En début de semaine dernière, les dockers du port de Calais ont observé quelques heures de grève. Ce n’est pas la première fois, même si peu d’échos émanent de leurs revendications et de leur mouvement. Depuis le début de l’année, ils protestent contre le report de l’âge de la retraite et mettent en avant la présence d’amiante. Ils ne sont pas les seuls. On observe des arrêts de travail fréquents dans les autres ports français, comme Le Havre, avec des refus d’heures supplémentaires. C’est particulièrement vrai en ce mois de février avec des arrêts de quatre heures tous les deux jours.
À Dunkerque, la paix sociale contrariée
À Dunkerque, la paix sociale règne sans accroc, ou presque, depuis 1992, époque à laquelle les dockers avaient accepté la réforme de la manutention portée par le ministre socialiste Jean-Yves Le Drian et qui mettait un terme au statut d’intermittence des ouvriers portuaires. Désavoués par la fédération nationale des ports et docks CGT, les dockers dunkerquois sont depuis longtemps représentés par la Coordination nationale des travailleurs portuaires et assimilés (CNTPA), affiliée à la CFDT.
Le syndicat a dès lors choisi d’assurer la fiabilité des opérations de manutention [donc en s’interdisant tout blocage du port] et d’ « accompagner » le développement mis en œuvre par l’autorité portuaire et le patronat. Trente-trois ans après, les ouvriers du port nordiste se fâchent. Le secrétaire national de la CNTPA-CFDT, Franck Gonsse, très attaché au dialogue, ne semble pas exclure une radicalisation ou, en tout cas, un durcissement de l’action syndicale.

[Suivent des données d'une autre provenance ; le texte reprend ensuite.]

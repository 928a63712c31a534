//! Ratings repository for database operations

use chrono::Utc;
use sqlx::{Pool, Postgres};
use uuid::Uuid;

use crate::{
    error::AppResult,
    models::rating::{Rating, RatingSummary},
};

#[derive(Clone)]
pub struct RatingsRepository {
    pool: Pool<Postgres>,
}

impl RatingsRepository {
    pub fn new(pool: Pool<Postgres>) -> Self {
        Self { pool }
    }

    /// Rating given by a user to a book
    pub async fn find(&self, user_id: Uuid, book_id: Uuid) -> AppResult<Option<Rating>> {
        let rating = sqlx::query_as::<_, Rating>(
            "SELECT * FROM ratings WHERE user_id = $1 AND book_id = $2",
        )
        .bind(user_id)
        .bind(book_id)
        .fetch_optional(&self.pool)
        .await?;
        Ok(rating)
    }

    /// Insert or overwrite the rating of a (user, book) pair
    pub async fn upsert(
        &self,
        user_id: Uuid,
        book_id: Uuid,
        rating: i16,
        review: &str,
    ) -> AppResult<Rating> {
        let now = Utc::now();

        let saved = sqlx::query_as::<_, Rating>(
            r#"
            INSERT INTO ratings (id, user_id, book_id, rating, review, created_at, updated_at)
            VALUES ($1, $2, $3, $4, $5, $6, $6)
            ON CONFLICT (user_id, book_id)
            DO UPDATE SET rating = EXCLUDED.rating, review = EXCLUDED.review, updated_at = EXCLUDED.updated_at
            RETURNING *
            "#,
        )
        .bind(Uuid::new_v4())
        .bind(user_id)
        .bind(book_id)
        .bind(rating)
        .bind(review)
        .bind(now)
        .fetch_one(&self.pool)
        .await?;

        Ok(saved)
    }

    /// Ratings of a book, most recently updated first
    pub async fn list_by_book(&self, book_id: Uuid) -> AppResult<Vec<Rating>> {
        let ratings = sqlx::query_as::<_, Rating>(
            "SELECT * FROM ratings WHERE book_id = $1 ORDER BY updated_at DESC",
        )
        .bind(book_id)
        .fetch_all(&self.pool)
        .await?;
        Ok(ratings)
    }

    /// Ratings given by a user, most recently updated first
    pub async fn list_by_user(&self, user_id: Uuid) -> AppResult<Vec<Rating>> {
        let ratings = sqlx::query_as::<_, Rating>(
            "SELECT * FROM ratings WHERE user_id = $1 ORDER BY updated_at DESC",
        )
        .bind(user_id)
        .fetch_all(&self.pool)
        .await?;
        Ok(ratings)
    }

    /// Average and count of the ratings of a book
    pub async fn summary(&self, book_id: Uuid) -> AppResult<RatingSummary> {
        let summary = sqlx::query_as::<_, RatingSummary>(
            r#"
            SELECT AVG(rating)::FLOAT8 AS average, COUNT(*) AS count
            FROM ratings
            WHERE book_id = $1
            "#,
        )
        .bind(book_id)
        .fetch_one(&self.pool)
        .await?;
        Ok(summary)
    }
}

C’est que le dialogue semble trouver ses limites. Les élus locaux, les parlementaires et les responsables gouvernementaux n’apportent pas de réponse aux revendications portant sur les retraites. Les salariés veulent des aménagements à la réforme de 2023. Leurs arguments portent sur la pénibilité du travail et sur leur exposition à l’amiante. Ils demandent un rallongement jusqu’au 31 décembre 2027 du dispositif Acaata (Allocation de cessation anticipée d’activité des travailleurs de l’amiante). Jusqu’à présent, ce dispositif n’est reconnu que pour les embauches réalisées avant 2004.
Évidemment, il ne faut pas s’attendre à ce que la CNTPA-CFDT se rallie au positionnement de la CGT. Mais elle ne rejette pas l’idée d’une mobilisation pour faire valoir les droits des dockers dunkerquois. Il sera intéressant de suivre les développements de ces prochaines semaines. D’autant que le patronat de la manutention et du transport s’inquiète profondément d’un mouvement local après trois décennies de paix sociale.
D’Anvers à Stockholm
L’ébullition que l’on perçoit dans les ports français n’est pas isolée. À Anvers-Bruges, concurrent commercial historique du port de Dunkerque, les dockers se mobilisent autour de revendications salariales. Avec les pilotes de l’Escaut, ils ont lancé un mouvement social le 15 janvier. Plus récemment, le 13 février, ils se sont joints à une grève nationale, entraînant des perturbations et autres retards dans la manutention et la livraison des conteneurs.
À Rotterdam, les dockers du terminal Hutchison Port Delta II se sont mobilisés le 9 février contre l’automatisation et pour des hausses salariales. Le mouvement social touche pratiquement tous les ports de la rangée Nord, du Havre à Stockholm. Précisément, en Suède, les dockers ont récemment lancé un appel à la grève. Ils protestent contre le licenciement d’un responsable syndical qui avait refusé de charger des armes destinées à Israël. Les ouvriers suédois ont été soutenus par la Fndp-CGT.